When people ask me what is it that I love about my work, my usual reply is that no two days are ever the same. It is such a blessing to be a part of a film or TV crew. It is a greater blessing to be a part of a crew with a camera and an "all-access" pass! Having a camera with you is a great way of documenting your journey and I always have one (or two or three) with me. Not only does it allow me to remember where all I have been but it also helps me to connect with people and places that I otherwise would not. It also allows me to see what I otherwise would not.
Of course, it all starts with going to different locations as a part of location scouting. Whether you end up shooting there or not is another thing altogether. For those of you who are interested, I usually mount an all purpose lens on my camera, mostly the Nikon 28-300 lens and my Nikon 50mm stays in my bag too, just in case I need to take some low light shots of locations at night. During this time my mind is working more like a director rather than a photographer and the pictures taken here have a very definite purpose - that of being able to recall what is seen from each angle so that I can share it with my team. These photographs are so important that quite a few times I have been hired by foreign productions to scout locations for them and take pictures but if during the process a beautiful photograph crops up - I don't let it go!

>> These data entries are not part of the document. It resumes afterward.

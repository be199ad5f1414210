// Copyright 2025 the Tiledraw Authors
// SPDX-License-Identifier: Apache-2.0 OR MIT

//! Tiny `#import` resolver for the WGSL sources.

use std::collections::HashMap;

/// Splices shared snippets into a shader. A line of the form `#import name`
/// is replaced by the (recursively preprocessed) snippet registered under
/// that name; everything else passes through untouched.
pub fn preprocess(input: &str, imports: &HashMap<&str, &str>) -> String {
    let mut output = String::with_capacity(input.len());
    for (line_number, line) in input.lines().enumerate() {
        if let Some(rest) = line.trim_start().strip_prefix("#import") {
            let import_name = rest.trim();
            if let Some(import) = imports.get(import_name) {
                output.push_str(&preprocess(import, imports));
            } else {
                log::error!("unknown import `{import_name}` (line {line_number})");
            }
            continue;
        }
        output.push_str(line);
        output.push('\n');
    }
    output
}

#[cfg(test)]
mod tests {
    use super::*;

    #[test]
    fn imports_are_spliced_recursively() {
        let mut imports = HashMap::new();
        imports.insert("inner", "const A = 1u;");
        imports.insert("outer", "#import inner\nconst B = A + 1u;");
        let out = preprocess("#import outer\nfn main() {}\n", &imports);
        assert!(out.contains("const A = 1u;"));
        assert!(out.contains("const B = A + 1u;"));
        assert!(out.contains("fn main() {}"));
        assert!(!out.contains("#import"));
    }
}
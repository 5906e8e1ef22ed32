//! CSV and JSON output for a finished category run.

use crate::core::config::CsvLayout;
use crate::core::types::ProductRecord;
use crate::core::ExportError;
use std::fs::File;
use std::io::{BufWriter, Write};
use std::path::{Path, PathBuf};
use tracing::{info, warn};

pub const STANDARD_HEADER: [&str; 7] = [
    "name",
    "price",
    "discount",
    "quantity",
    "image_url",
    "product_url",
    "scraped_at",
];

pub const EXTENDED_HEADER: [&str; 9] = [
    "name",
    "price",
    "original_price",
    "discount_amount",
    "discount_percent",
    "quantity",
    "image_url",
    "product_url",
    "scraped_at",
];

/// Paths written by [`save`].
#[derive(Debug, Clone, PartialEq, Eq)]
pub struct SavedFiles {
    pub csv: PathBuf,
    pub json: PathBuf,
}

fn create(path: &Path) -> Result<BufWriter<File>, ExportError> {
    File::create(path)
        .map(BufWriter::new)
        .map_err(|source| ExportError::Io {
            path: path.to_path_buf(),
            source,
        })
}

fn csv_row(record: &ProductRecord, layout: CsvLayout) -> Vec<String> {
    let at = record.scraped_at_display();
    match layout {
        CsvLayout::Standard => vec![
            record.name.clone(),
            record.price.clone(),
            record.discount.clone(),
            record.quantity.clone(),
            record.image_url.clone(),
            record.product_url.clone(),
            at,
        ],
        CsvLayout::Extended => vec![
            record.name.clone(),
            record.price.clone(),
            record.original_price.clone(),
            record.discount.clone(),
            record.discount_percent.clone(),
            record.quantity.clone(),
            record.image_url.clone(),
            record.product_url.clone(),
            at,
        ],
    }
}

pub fn write_csv(path: &Path, records: &[ProductRecord], layout: CsvLayout) -> Result<(), ExportError> {
    let mut writer = csv::WriterBuilder::new().from_writer(create(path)?);
    match layout {
        CsvLayout::Standard => writer.write_record(STANDARD_HEADER)?,
        CsvLayout::Extended => writer.write_record(EXTENDED_HEADER)?,
    }
    for record in records {
        writer.write_record(csv_row(record, layout))?;
    }
    writer.flush().map_err(|source| ExportError::Io {
        path: path.to_path_buf(),
        source,
    })
}

/// Pretty-printed JSON array. Non-ASCII text is written as-is.
pub fn write_json(path: &Path, records: &[ProductRecord]) -> Result<(), ExportError> {
    let mut out = create(path)?;
    serde_json::to_writer_pretty(&mut out, records)?;
    out.flush().map_err(|source| ExportError::Io {
        path: path.to_path_buf(),
        source,
    })
}

/// Write `<stem>.csv` and `<stem>.json` under `dir`.
///
/// Nothing is written for an empty record set.
pub fn save(
    dir: &Path,
    stem: &str,
    records: &[ProductRecord],
    layout: CsvLayout,
) -> Result<Option<SavedFiles>, ExportError> {
    if records.is_empty() {
        warn!("⚠️ No products to save for {}", stem);
        return Ok(None);
    }
    std::fs::create_dir_all(dir).map_err(|source| ExportError::Io {
        path: dir.to_path_buf(),
        source,
    })?;

    let files = SavedFiles {
        csv: dir.join(format!("{stem}.csv")),
        json: dir.join(format!("{stem}.json")),
    };
    write_csv(&files.csv, records, layout)?;
    write_json(&files.json, records)?;
    info!(
        "💾 Saved {} product(s) to {} and {}",
        records.len(),
        files.csv.display(),
        files.json.display()
    );
    Ok(Some(files))
}
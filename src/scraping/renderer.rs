//! The page-rendering seam between the scraper loop and a live browser tab.
//!
//! Everything the pipeline needs from the browser is a serialized DOM
//! snapshot plus a handful of scroll primitives; every DOM query runs on the
//! parsed snapshot. Tests drive the loop with an in-memory implementation.

use crate::core::RenderError;
use crate::pipeline::discover;
use async_trait::async_trait;
use chromiumoxide::Page;
use std::time::{Duration, Instant};

/// Poll interval for DOM-condition waits.
pub const POLL_INTERVAL: Duration = Duration::from_millis(250);

const SCROLL_HEIGHT_JS: &str =
    "Math.max(document.body ? document.body.scrollHeight : 0, document.documentElement.scrollHeight)";

const PRICE_ANCHOR_COUNT_JS: &str = r#"document.evaluate(
    "count(//*[contains(text(), '₹')])",
    document, null, XPathResult.NUMBER_TYPE, null
).numberValue"#;

#[async_trait]
pub trait PageRenderer: Send + Sync {
    async fn navigate(&self, url: &str) -> Result<(), RenderError>;

    async fn reload(&self) -> Result<(), RenderError>;

    async fn current_url(&self) -> Result<String, RenderError>;

    /// Rendered DOM as HTML.
    async fn snapshot(&self) -> Result<String, RenderError>;

    async fn scroll_to_bottom(&self) -> Result<(), RenderError>;

    async fn scroll_to_top(&self) -> Result<(), RenderError>;

    async fn scroll_height(&self) -> Result<u64, RenderError>;

    /// Elements currently showing the currency glyph.
    async fn count_price_anchors(&self) -> Result<usize, RenderError> {
        let html = self.snapshot().await?;
        Ok(discover::count_price_anchors(&html))
    }

    /// Poll until a price anchor shows up. A timeout is `false`, never an error.
    async fn wait_for_price_anchor(&self, timeout: Duration) -> bool {
        let start = Instant::now();
        loop {
            if let Ok(n) = self.count_price_anchors().await {
                if n > 0 {
                    return true;
                }
            }
            let elapsed = start.elapsed();
            if elapsed >= timeout {
                return false;
            }
            tokio::time::sleep(POLL_INTERVAL.min(timeout - elapsed)).await;
        }
    }
}

/// A live Chromium tab driven over CDP.
pub struct ChromiumRenderer {
    page: Page,
}

impl ChromiumRenderer {
    pub fn new(page: Page) -> Self {
        Self { page }
    }

    async fn eval_json(&self, js: &str) -> Result<serde_json::Value, RenderError> {
        self.page
            .evaluate(js)
            .await
            .map_err(|e| RenderError::Script(e.to_string()))?
            .into_value::<serde_json::Value>()
            .map_err(|e| RenderError::Script(e.to_string()))
    }
}

#[async_trait]
impl PageRenderer for ChromiumRenderer {
    async fn navigate(&self, url: &str) -> Result<(), RenderError> {
        self.page
            .goto(url)
            .await
            .map(|_| ())
            .map_err(|e| RenderError::Navigation {
                url: url.to_string(),
                message: e.to_string(),
            })
    }

    async fn reload(&self) -> Result<(), RenderError> {
        self.page
            .reload()
            .await
            .map(|_| ())
            .map_err(|e| RenderError::Reload(e.to_string()))
    }

    async fn current_url(&self) -> Result<String, RenderError> {
        match self.page.url().await {
            Ok(Some(url)) => Ok(url),
            Ok(None) => Ok(String::new()),
            Err(e) => Err(RenderError::Script(e.to_string())),
        }
    }

    async fn snapshot(&self) -> Result<String, RenderError> {
        self.page
            .content()
            .await
            .map_err(|e| RenderError::Snapshot(e.to_string()))
    }

    async fn scroll_to_bottom(&self) -> Result<(), RenderError> {
        self.eval_json("window.scrollTo(0, document.body.scrollHeight); true")
            .await
            .map(|_| ())
    }

    async fn scroll_to_top(&self) -> Result<(), RenderError> {
        self.eval_json("window.scrollTo(0, 0); true").await.map(|_| ())
    }

    async fn scroll_height(&self) -> Result<u64, RenderError> {
        Ok(self.eval_json(SCROLL_HEIGHT_JS).await?.as_u64().unwrap_or(0))
    }

    async fn count_price_anchors(&self) -> Result<usize, RenderError> {
        let count = self
            .eval_json(PRICE_ANCHOR_COUNT_JS)
            .await?
            .as_f64()
            .unwrap_or(0.0);
        Ok(count.max(0.0) as usize)
    }
}

#[cfg(test)]
mod tests {
    use super::*;
    use std::sync::atomic::{AtomicUsize, Ordering};

    /// Shows a price only after a number of snapshots.
    struct SlowPage {
        calls: AtomicUsize,
        ready_after: usize,
    }

    #[async_trait]
    impl PageRenderer for SlowPage {
        async fn navigate(&self, _url: &str) -> Result<(), RenderError> {
            Ok(())
        }
        async fn reload(&self) -> Result<(), RenderError> {
            Ok(())
        }
        async fn current_url(&self) -> Result<String, RenderError> {
            Ok("https://www.zepto.com/".into())
        }
        async fn snapshot(&self) -> Result<String, RenderError> {
            let n = self.calls.fetch_add(1, Ordering::SeqCst);
            if n >= self.ready_after {
                Ok("<html><body><span>₹10</span></body></html>".into())
            } else {
                Ok("<html><body>loading</body></html>".into())
            }
        }
        async fn scroll_to_bottom(&self) -> Result<(), RenderError> {
            Ok(())
        }
        async fn scroll_to_top(&self) -> Result<(), RenderError> {
            Ok(())
        }
        async fn scroll_height(&self) -> Result<u64, RenderError> {
            Ok(0)
        }
    }

    #[tokio::test(start_paused = true)]
    async fn wait_polls_until_anchor_appears() {
        let page = SlowPage {
            calls: AtomicUsize::new(0),
            ready_after: 3,
        };
        assert!(page.wait_for_price_anchor(Duration::from_secs(5)).await);
        assert_eq!(page.calls.load(Ordering::SeqCst), 4);
    }

    #[tokio::test(start_paused = true)]
    async fn wait_times_out_without_error() {
        let page = SlowPage {
            calls: AtomicUsize::new(0),
            ready_after: usize::MAX,
        };
        assert!(!page.wait_for_price_anchor(Duration::from_secs(1)).await);
    }

    #[tokio::test]
    async fn zero_timeout_still_checks_once() {
        let page = SlowPage {
            calls: AtomicUsize::new(0),
            ready_after: 0,
        };
        assert!(page.wait_for_price_anchor(Duration::ZERO).await);
    }
}
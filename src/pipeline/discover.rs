//! Product-card discovery.
//!
//! The storefront's grid has no stable class names, but every card prints a
//! price. Cards are found by walking up from each element whose own text
//! holds the currency glyph.

use crate::core::types::IdentityKey;
use crate::pipeline::{dom, fields, product_url};
use scraper::{ElementRef, Html, Node, Selector};
use std::collections::HashSet;
use tracing::debug;
use url::Url;

pub const CURRENCY_GLYPH: char = '₹';

/// Lowercase substrings marking promotional tiles rather than products.
pub const BANNER_MARKERS: &[&str] = &["explore", "banner", "up to"];

/// How many ancestors are considered when no hyperlink wraps the price.
const MAX_BLOCK_ASCENT: usize = 5;
/// Card text used for banner checks and keys.
const KEY_TEXT_CHARS: usize = 100;
/// Shorter text cannot describe a product.
const MIN_CARD_TEXT_CHARS: usize = 11;
const TEXT_PREFIX_KEY_CHARS: usize = 50;

/// A container judged to be one product card.
#[derive(Debug, Clone)]
pub struct ProductCard<'a> {
    pub element: ElementRef<'a>,
    /// Visible lines of the container.
    pub lines: Vec<String>,
    /// Absolute product link, if the card has one.
    pub link: Option<String>,
    pub key: IdentityKey,
}

impl ProductCard<'_> {
    pub fn text(&self) -> String {
        self.lines.join("\n")
    }
}

/// Elements whose own text holds the currency glyph, in document order.
pub fn price_anchors(document: &Html) -> Vec<ElementRef<'_>> {
    let mut seen = HashSet::new();
    let mut anchors = Vec::new();
    for node in document.root_element().descendants() {
        let Node::Text(text) = node.value() else {
            continue;
        };
        if !text.contains(CURRENCY_GLYPH) {
            continue;
        }
        let Some(parent) = node.parent().and_then(ElementRef::wrap) else {
            continue;
        };
        if dom::is_invisible_tag(parent.value().name()) {
            continue;
        }
        if seen.insert(parent.id()) {
            anchors.push(parent);
        }
    }
    anchors
}

/// Number of price anchors in a serialized page.
pub fn count_price_anchors(html: &str) -> usize {
    price_anchors(&Html::parse_document(html)).len()
}

/// Nearest hyperlink ancestor, else the nearest block ancestor within a few
/// levels, else the anchor itself.
pub fn enclosing_container(anchor: ElementRef<'_>) -> ElementRef<'_> {
    if let Some(link) = anchor
        .ancestors()
        .filter_map(ElementRef::wrap)
        .find(|el| el.value().name() == "a")
    {
        return link;
    }
    anchor
        .ancestors()
        .filter_map(ElementRef::wrap)
        .take(MAX_BLOCK_ASCENT)
        .find(|el| dom::is_block_tag(el.value().name()))
        .unwrap_or(anchor)
}

/// The container's own `href`, else its first descendant link.
pub fn card_link(container: ElementRef<'_>, base: Option<&Url>) -> Option<String> {
    let own = if container.value().name() == "a" {
        dom::attr(container, "href")
    } else {
        None
    };
    let href = own.or_else(|| {
        let Ok(selector) = Selector::parse("a[href]") else {
            return None;
        };
        container.select(&selector).find_map(|a| dom::attr(a, "href"))
    })?;
    Some(dom::resolve_url(base, href))
}

/// Identity key for a card, by precedence: variant id, slug plus price,
/// first line plus price, text prefix.
pub fn identity_key(link: Option<&str>, text: &str) -> IdentityKey {
    let price = fields::first_price(text);
    if let Some(path) = link.and_then(product_url::parse) {
        return match path.variant {
            Some(id) => IdentityKey::Variant(id),
            None => IdentityKey::SlugPrice {
                slug: path.slug,
                price,
            },
        };
    }
    match price {
        Some(price) => IdentityKey::HeadlinePrice {
            headline: text.lines().next().unwrap_or_default().to_string(),
            price,
        },
        None => IdentityKey::TextPrefix(text.chars().take(TEXT_PREFIX_KEY_CHARS).collect()),
    }
}

fn looks_like_banner(head: &str) -> bool {
    let lower = head.to_lowercase();
    BANNER_MARKERS.iter().any(|marker| lower.contains(marker))
}

/// Every distinct product card in the snapshot, first occurrence wins.
pub fn discover_cards<'a>(document: &'a Html, base: Option<&Url>) -> Vec<ProductCard<'a>> {
    let mut keys = HashSet::new();
    let mut cards = Vec::new();

    for anchor in price_anchors(document) {
        let container = enclosing_container(anchor);
        let lines = dom::visible_lines(container);
        let head: String = lines.join("\n").chars().take(KEY_TEXT_CHARS).collect();

        if head.chars().count() < MIN_CARD_TEXT_CHARS || looks_like_banner(&head) {
            continue;
        }

        let link = card_link(container, base);
        let key = identity_key(link.as_deref(), &head);
        if !keys.insert(key.clone()) {
            continue;
        }
        debug!("card {} -> {}", cards.len(), key);
        cards.push(ProductCard {
            element: container,
            lines,
            link,
            key,
        });
    }

    cards
}

#[cfg(test)]
mod tests {
    use super::*;

    fn base() -> Url {
        Url::parse("https://www.zepto.com/cn/cold-drinks-juices/cid/1/scid/2").unwrap()
    }

    #[test]
    fn anchors_are_elements_owning_the_glyph() {
        let doc = Html::parse_document(
            r#"<html><body>
                <div><span>₹120</span><span>₹140</span></div>
                <p>Total ₹<b>0</b></p>
                <script>var price = "₹5";</script>
            </body></html>"#,
        );
        let names: Vec<_> = price_anchors(&doc)
            .into_iter()
            .map(|el| el.value().name().to_string())
            .collect();
        assert_eq!(names, vec!["span", "span", "p"]);
    }

    #[test]
    fn hyperlink_ancestor_wins_over_nearer_block() {
        let doc = Html::parse_document(
            r#"<a id="card" href="/pn/x/pvid/1"><div><div><span id="p">₹10</span></div></div></a>"#,
        );
        let anchor = price_anchors(&doc)[0];
        let container = enclosing_container(anchor);
        assert_eq!(container.value().attr("id"), Some("card"));
    }

    #[test]
    fn block_ancestor_used_without_link() {
        let doc = Html::parse_document(
            r#"<section><div id="card"><span><b>₹10</b></span></div></section>"#,
        );
        let container = enclosing_container(price_anchors(&doc)[0]);
        assert_eq!(container.value().attr("id"), Some("card"));
    }

    #[test]
    fn link_comes_from_descendant_when_container_is_not_a_link() {
        let doc = Html::parse_document(
            r#"<div id="card"><img src="a.png"><a href="/pn/kissan-jam/pvid/9">Kissan Jam</a><span>₹90</span></div>"#,
        );
        let container = enclosing_container(price_anchors(&doc)[0]);
        let base = base();
        assert_eq!(
            card_link(container, Some(&base)).as_deref(),
            Some("https://www.zepto.com/pn/kissan-jam/pvid/9")
        );
    }

    #[test]
    fn identity_precedence() {
        assert_eq!(
            identity_key(Some("https://z.com/pn/coke/pvid/v1"), "Coke\n₹40"),
            IdentityKey::Variant("v1".into())
        );
        assert_eq!(
            identity_key(Some("https://z.com/pn/coke"), "Coke\n₹40"),
            IdentityKey::SlugPrice {
                slug: "coke".into(),
                price: Some("40".into())
            }
        );
        assert_eq!(
            identity_key(Some("https://z.com/cn/drinks"), "Coke 750 ml\n₹40"),
            IdentityKey::HeadlinePrice {
                headline: "Coke 750 ml".into(),
                price: "40".into()
            }
        );
        assert_eq!(
            identity_key(None, "Coke without a price tag at all"),
            IdentityKey::TextPrefix("Coke without a price tag at all".into())
        );
    }

    #[test]
    fn banners_and_short_cards_are_skipped() {
        let doc = Html::parse_document(
            r#"<html><body>
                <div><div>Explore Drinks</div><span>Up to ₹50 off</span></div>
                <div><span>₹5</span></div>
                <div><div>Sprite Lime 750 ml</div><span>₹40</span></div>
            </body></html>"#,
        );
        let cards = discover_cards(&doc, None);
        assert_eq!(cards.len(), 1);
        assert_eq!(cards[0].lines[0], "Sprite Lime 750 ml");
    }

    #[test]
    fn identical_text_with_distinct_variants_are_both_kept() {
        let doc = Html::parse_document(
            r#"<html><body>
                <a href="/pn/amul-lassi/pvid/aaa"><div>Amul Lassi</div><div>₹25</div></a>
                <a href="/pn/amul-lassi/pvid/bbb"><div>Amul Lassi</div><div>₹25</div></a>
                <a href="/pn/amul-lassi/pvid/aaa"><div>Amul Lassi</div><div>₹25</div></a>
            </body></html>"#,
        );
        let base = base();
        let cards = discover_cards(&doc, Some(&base));
        let keys: Vec<_> = cards.iter().map(|c| c.key.to_string()).collect();
        assert_eq!(keys, vec!["aaa", "bbb"]);
    }

    #[test]
    fn two_anchors_in_one_card_yield_one_card() {
        let doc = Html::parse_document(
            r#"<a href="/pn/pepsi/pvid/p1"><div>Pepsi Black</div><div>₹40</div><s>₹45</s></a>"#,
        );
        assert_eq!(discover_cards(&doc, None).len(), 1);
    }

    #[test]
    fn counting_parses_raw_html() {
        assert_eq!(count_price_anchors("<div><span>₹1</span><span>₹2</span></div>"), 2);
        assert_eq!(count_price_anchors("<div>nothing here</div>"), 0);
    }
}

One thing that I do quite often is to actually "block" a shot and take a photograph to see if it works the way I see it in my head. This way I have something to show my cameraman as a reference and there is nothing worse than having an army of people walk into a location, setup a shot and realise that it does not work.
When I am not directing is usually when the photographer in me awakens but I have to be careful not to get in the way of actual shooting. I also have to judge if people around me are uncomfortable having a camera in close proximity and going "click-click" when they are trying to concentrate. To shoot the candids, there is usually a time window of a few seconds between the time the director shouts "roll camera" and says "action". After the shot starts, you really don't want to be shooting because it breaks everyone's concentration and there is also the technical issue of the shutter sound being captured by the microphones and ruining the shot. That having been said, I like to go in really close to the people who are comfortable with it. I mostly use a Nikon 17-35mm for this purpose.
In between the shots is the time when it is free for all. Lights being moved, props being shifted, refreshments being served and everyone just concentrating on setting up the next shot. Nobody notices the photographer and depending upon how well you camouflage yourself, you can get pretty close to the hotbed of action. I have a set of clothes made of cardboard for this purpose and just pretend to be a cardboard box at times like these! Sometimes I also disguise myself as a table.
If you look away from the actors and director, there are plenty of other images that can be shot which complete the overall experience of being a part of a shooting crew. It really is amazing to see so many different people contributing to create the environment and the shot and this is where the true magic (for me) lies. So many people from different walks of life, with different skills contribute to that one vision that someone has - and that is what we see on screen.
When there is too much activity on the set and you are apprehensive that you might land yourself in trouble is when the big zooms come out. Sit quietly in a corner and just observe and wait!!! All pictures below shot with the Nikon 70-200.
And of course, if you are very lucky, once in a while, you will spot a photograph that will remind you that in spite of all the madness, the joy and the celebration - we are all human. We dance, we laugh, we cry for the sake of entertainment and somewhere our troubles are forgotten - if only fleetingly.